Hi everyone
I am happy to announce the fully implementation of Function Multiversioning (FMV) in Clear
Linux* OS for Intel® Architecture
(
https://clearlinux.org/features/function-multiversioning-fmv)
But what is FMV?
Imagine that you are developing software that could work in multiple platforms. At the end
of the day, it could be running anywhere, maybe on a server or a home computer. While
Intel architecture provides many powerful instruction set extensions, it is challenging
for developers to generate code that takes advantage of these capabilities.
Currently we as developers have these choices:
-> Write multiple versions of their code, each targeting different instruction set
extensions, and manually handle runtime dispatching of these versions
-> Generate multiple versions of their binary, each targeting a different platform
-> Choose a minimum hardware requirement that will not take advantage of newer
platforms
This seems like a lot of work. Wouldn’t it be better to optimize the same functions for
multiple architectures and execute them when the binary detects the architecture at
runtime? This feature exists and is known as Function Multiversioning (FMV). FMV is a
compiler feature that is capable of optimizing the same code for multiple architectures,
automatically selecting the correct architecture-specific version of the code at runtime.
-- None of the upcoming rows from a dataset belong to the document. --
//! Path expressions addressing nodes of the fixture tree.
//!
//! `orders[*].items[0].sku` parses into three segments; each segment carries
//! its bracketed index groups in order, so `matrix[0][1]` keeps both indices.

use std::cmp::Ordering;
use std::fmt;
use std::str::FromStr;

use itertools::Itertools;

use crate::domain::error::{DomainError, DomainResult};

/// Segment name addressing the root node.
pub const ROOT_NAME: &str = "$";

/// Textual token for the wildcard index.
pub const ALL_INDEX_TOKEN: &str = "*";

/// One bracketed index of a segment.
#[derive(Debug, Clone, Copy, PartialEq, Eq, Hash)]
pub enum Index {
    At(usize),
    All,
}

impl Index {
    /// Ordering key; the wildcard sorts above every concrete index.
    fn sort_key(self) -> (u8, usize) {
        match self {
            Index::At(i) => (0, i),
            Index::All => (1, 0),
        }
    }

    /// Wildcard-insensitive equality: `All` matches any index.
    pub fn matches(self, other: Index) -> bool {
        match (self, other) {
            (Index::All, _) | (_, Index::All) => true,
            (Index::At(a), Index::At(b)) => a == b,
        }
    }

    pub fn is_all(self) -> bool {
        matches!(self, Index::All)
    }
}

impl fmt::Display for Index {
    fn fmt(&self, f: &mut fmt::Formatter<'_>) -> fmt::Result {
        match self {
            Index::At(i) => write!(f, "{i}"),
            Index::All => f.write_str(ALL_INDEX_TOKEN),
        }
    }
}

/// A field name plus zero or more index groups.
#[derive(Debug, Clone, PartialEq, Eq, Hash)]
pub struct Segment {
    name: String,
    indices: Vec<Index>,
}

impl Segment {
    pub fn new(name: impl Into<String>, indices: Vec<Index>) -> Self {
        Self {
            name: name.into(),
            indices,
        }
    }

    fn parse(raw: &str, expression: &str) -> DomainResult<Self> {
        let (name, mut rest) = match raw.find(|c: char| c == '[' || c == ']') {
            Some(pos) => (&raw[..pos], &raw[pos..]),
            None => (raw, ""),
        };
        if name.is_empty() {
            return Err(DomainError::syntax(expression, "empty segment name"));
        }

        let mut indices = Vec::new();
        while !rest.is_empty() {
            let Some(body) = rest.strip_prefix('[') else {
                return Err(DomainError::syntax(
                    expression,
                    format!("unexpected '{rest}' after index in segment '{raw}'"),
                ));
            };
            let Some(close) = body.find(']') else {
                return Err(DomainError::syntax(
                    expression,
                    format!("unmatched '[' in segment '{raw}'"),
                ));
            };
            let token = &body[..close];
            if token.contains('[') {
                return Err(DomainError::syntax(
                    expression,
                    format!("nested '[' in segment '{raw}'"),
                ));
            }
            indices.push(parse_index(token, expression)?);
            rest = &body[close + 1..];
        }

        Ok(Self::new(name, indices))
    }

    pub fn name(&self) -> &str {
        &self.name
    }

    pub fn indices(&self) -> &[Index] {
        &self.indices
    }

    pub fn has_all_index(&self) -> bool {
        self.indices.iter().any(|i| i.is_all())
    }

    /// Same name and index count, every index wildcard-compatible.
    pub fn matches_ignoring_all(&self, other: &Segment) -> bool {
        self.name == other.name
            && self.indices.len() == other.indices.len()
            && self
                .indices
                .iter()
                .zip(&other.indices)
                .all(|(a, b)| a.matches(*b))
    }
}

fn parse_index(token: &str, expression: &str) -> DomainResult<Index> {
    if token == ALL_INDEX_TOKEN {
        return Ok(Index::All);
    }
    if token.is_empty() || !token.bytes().all(|b| b.is_ascii_digit()) {
        return Err(DomainError::syntax(
            expression,
            format!("invalid index '[{token}]'"),
        ));
    }
    token
        .parse::<usize>()
        .map(Index::At)
        .map_err(|e| DomainError::syntax(expression, format!("invalid index '[{token}]': {e}")))
}

impl fmt::Display for Segment {
    fn fmt(&self, f: &mut fmt::Formatter<'_>) -> fmt::Result {
        f.write_str(&self.name)?;
        for index in &self.indices {
            write!(f, "[{index}]")?;
        }
        Ok(())
    }
}

impl Ord for Segment {
    fn cmp(&self, other: &Self) -> Ordering {
        if self.name != other.name {
            return self.name.cmp(&other.name);
        }
        for (mine, theirs) in self.indices.iter().zip(&other.indices) {
            // higher index first, the wildcard before every concrete index
            let ord = theirs.sort_key().cmp(&mine.sort_key());
            if ord != Ordering::Equal {
                return ord;
            }
        }
        other.indices.len().cmp(&self.indices.len())
    }
}

impl PartialOrd for Segment {
    fn partial_cmp(&self, other: &Self) -> Option<Ordering> {
        Some(self.cmp(other))
    }
}

/// Immutable, parsed path expression.
#[derive(Debug, Clone, PartialEq, Eq, Hash)]
pub struct PathExpression {
    segments: Vec<Segment>,
}

impl PathExpression {
    /// Parse a dotted, bracketed expression.
    pub fn from(expression: &str) -> DomainResult<Self> {
        if expression.is_empty() {
            return Err(DomainError::syntax(expression, "empty expression"));
        }
        let segments = expression
            .split('.')
            .map(|raw| Segment::parse(raw, expression))
            .collect::<DomainResult<Vec<_>>>()?;
        Ok(Self { segments })
    }

    /// Expression addressing the root node.
    pub fn root() -> Self {
        Self {
            segments: vec![Segment::new(ROOT_NAME, Vec::new())],
        }
    }

    pub fn from_segments(segments: Vec<Segment>) -> Self {
        if segments.is_empty() {
            return Self::root();
        }
        Self { segments }
    }

    /// `prefix.self`, reparsed so the prefix is validated like fresh input.
    pub fn append_left(&self, expression: &str) -> DomainResult<Self> {
        Self::from(&format!("{expression}.{self}"))
    }

    /// `self.suffix`, reparsed so the suffix is validated like fresh input.
    pub fn append_right(&self, expression: &str) -> DomainResult<Self> {
        Self::from(&format!("{self}.{expression}"))
    }

    pub fn segments(&self) -> &[Segment] {
        &self.segments
    }

    pub fn len(&self) -> usize {
        self.segments.len()
    }

    pub fn is_empty(&self) -> bool {
        self.segments.is_empty()
    }

    pub fn get(&self, index: usize) -> Option<&Segment> {
        self.segments.get(index)
    }

    /// Last segment, the one naming the addressed field.
    pub fn field_segment(&self) -> &Segment {
        // never empty: constructors reject or replace empty segment lists
        &self.segments[self.segments.len() - 1]
    }

    /// Checks segment names only, indices are ignored.
    pub fn has_field(&self, name: &str) -> bool {
        self.segments.iter().any(|s| s.name == name)
    }

    /// Compares the last segment, indices included, against `field`.
    pub fn is_field_name(&self, field: &str) -> bool {
        Segment::parse(field, field)
            .map(|s| &s == self.field_segment())
            .unwrap_or(false)
    }

    /// True for `$`.
    pub fn is_root(&self) -> bool {
        self.segments.len() == 1
            && self.segments[0].name == ROOT_NAME
            && self.segments[0].indices.is_empty()
    }

    /// Segments below the root: a leading bare `$` is dropped.
    pub fn relative_segments(&self) -> &[Segment] {
        match self.segments.first() {
            Some(first) if first.name == ROOT_NAME && first.indices.is_empty() => {
                &self.segments[1..]
            }
            _ => &self.segments,
        }
    }

    /// Tree levels below the root the expression descends: one per field and per index.
    pub fn step_count(&self) -> usize {
        self.relative_segments()
            .iter()
            .map(|s| s.indices.len() + usize::from(s.name != ROOT_NAME))
            .sum()
    }

    /// Serializes the first `size` segments; all of them when `size` exceeds the length.
    pub fn to_string_prefix(&self, size: usize) -> String {
        self.segments.iter().take(size).join(".")
    }

    /// Wildcard-insensitive equality over the whole expression.
    pub fn matches(&self, other: &PathExpression) -> bool {
        self.segments.len() == other.segments.len()
            && self
                .segments
                .iter()
                .zip(&other.segments)
                .all(|(a, b)| a.matches_ignoring_all(b))
    }
}

impl fmt::Display for PathExpression {
    fn fmt(&self, f: &mut fmt::Formatter<'_>) -> fmt::Result {
        write!(f, "{}", self.segments.iter().join("."))
    }
}

impl FromStr for PathExpression {
    type Err = DomainError;

    fn from_str(s: &str) -> Result<Self, Self::Err> {
        PathExpression::from(s)
    }
}

impl TryFrom<&str> for PathExpression {
    type Error = DomainError;

    fn try_from(value: &str) -> Result<Self, Self::Error> {
        PathExpression::from(value)
    }
}

impl Ord for PathExpression {
    fn cmp(&self, other: &Self) -> Ordering {
        for (mine, theirs) in self.segments.iter().zip(&other.segments) {
            let ord = mine.cmp(theirs);
            if ord != Ordering::Equal {
                return ord;
            }
        }
        // longer expressions first
        other.segments.len().cmp(&self.segments.len())
    }
}

impl PartialOrd for PathExpression {
    fn partial_cmp(&self, other: &Self) -> Option<Ordering> {
        Some(self.cmp(other))
    }
}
The Clear Linux* Project for Intel® Architecture is currently the only Linux distribution
to support Function Multiversioning in C code, making it easier to develop applications
that take advantage of the enhanced instructions of the Intel architecture.
For example, consider the AVX2 instruction set extension, introduced in the 4th Generation
Intel® Core™ processor family (formerly known as Haswell). Normally, telling the compiler
to use AVX2 instructions would limit our binary to Haswell and newer processors. With FMV,
the compiler can generate AVX2-optimized versions of the code and will automatically, at
runtime, ensure that only the appropriate versions are used. In other words, when the
binary is run on Haswell or later generation CPUs, it will use Haswell-specific
optimizations, and when that same binary is run on a pre-Haswell generation processor, it
will fall back to using the standard instructions supported by the older processor.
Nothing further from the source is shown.